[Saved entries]

===============

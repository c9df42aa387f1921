//! Core domain types for the MovieLens dataset.
//!
//! This module defines the record types for the three input tables
//! (ratings, movies, tags) and the [`Dataset`] container that holds
//! them in memory for the duration of a run.

use serde::Deserialize;
use std::collections::HashMap;

// =============================================================================
// Type Aliases
// =============================================================================
// These make the domain clearer and prevent mixing up user IDs with movie IDs

/// Unique identifier for a user
pub type UserId = u32;

/// Unique identifier for a movie
pub type MovieId = u32;

/// Sentinel genre label used by MovieLens for movies without genre data.
///
/// An empty or missing `genres` field normalizes to a single-element
/// list containing this label, so every loaded movie has a non-empty
/// genre list.
pub const NO_GENRES_LABEL: &str = "(no genres listed)";

// =============================================================================
// Record Types
// =============================================================================

/// A single rating given by a user to a movie.
///
/// Deserialized directly from `ratings.csv`; the camel-case column
/// headers are mapped onto snake-case fields.
#[derive(Debug, Clone, Copy, Deserialize)]
pub struct Rating {
    #[serde(rename = "userId")]
    pub user_id: UserId,
    #[serde(rename = "movieId")]
    pub movie_id: MovieId,
    /// Rating value on the fixed 0.5-5.0 scale
    pub rating: f32,
    /// Unix timestamp when the rating was made
    pub timestamp: i64,
}

/// A movie with its parsed genre list.
///
/// The `genres` column of `movies.csv` is pipe-delimited
/// (`"Animation|Children|Comedy"`) and is split into an ordered list at
/// parse time. Labels are open strings: the 25M vocabulary includes
/// labels like `IMAX` alongside the classic genres, plus the
/// [`NO_GENRES_LABEL`] sentinel.
#[derive(Debug, Clone)]
pub struct Movie {
    pub id: MovieId,
    pub title: String,
    pub genres: Vec<String>,
}

/// A free-text tag applied by a user to a movie.
///
/// Tags are loaded and counted but feed no downstream computation.
#[derive(Debug, Clone, Deserialize)]
pub struct Tag {
    #[serde(rename = "userId")]
    pub user_id: UserId,
    #[serde(rename = "movieId")]
    pub movie_id: MovieId,
    pub tag: String,
    pub timestamp: i64,
}

// =============================================================================
// Dataset - The In-Memory Source Tables
// =============================================================================

/// Holds the three loaded source tables for one analysis run.
///
/// Ratings and tags keep their file order; movies are indexed by id for
/// O(1) metadata lookups during joins. All derived tables elsewhere in
/// the workspace are pure functions of this struct.
#[derive(Debug, Default)]
pub struct Dataset {
    pub ratings: Vec<Rating>,
    pub(crate) movies: HashMap<MovieId, Movie>,
    pub tags: Vec<Tag>,
}

impl Dataset {
    /// Creates a new, empty Dataset
    pub fn new() -> Self {
        Self::default()
    }

    /// Get a movie by ID, or `None` if the id never appeared in `movies.csv`
    pub fn get_movie(&self, id: MovieId) -> Option<&Movie> {
        self.movies.get(&id)
    }

    /// Insert a movie into the lookup table
    pub fn insert_movie(&mut self, movie: Movie) {
        self.movies.insert(movie.id, movie);
    }

    /// Row counts for status output: (ratings, movies, tags)
    pub fn counts(&self) -> (usize, usize, usize) {
        (self.ratings.len(), self.movies.len(), self.tags.len())
    }
}
use data_loader::Dataset;
use std::path::Path;
use std::time::Instant;

fn main() {
    let data_dir = Path::new("data/ml-25m");

    println!("Loading MovieLens dataset...\n");

    let start = Instant::now();
    let dataset = Dataset::load_from_dir(data_dir)
        .expect("Failed to load dataset");
    let elapsed = start.elapsed();

    let (ratings, movies, tags) = dataset.counts();

    println!("\n=== Load Complete ===");
    println!("Time taken: {:?}", elapsed);
    println!("Ratings: {}", ratings);
    println!("Movies: {}", movies);
    println!("Tags: {}", tags);
    println!("\nPerformance: {:.0} ratings/second",
             ratings as f64 / elapsed.as_secs_f64());
}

===============

Find and copy every line in the entries above where the string "Debug" occurs.

**Task output**
#[derive(Debug, Clone, Copy, Deserialize)]
#[derive(Debug, Clone)]
#[derive(Debug, Clone, Deserialize)]
#[derive(Debug, Default)]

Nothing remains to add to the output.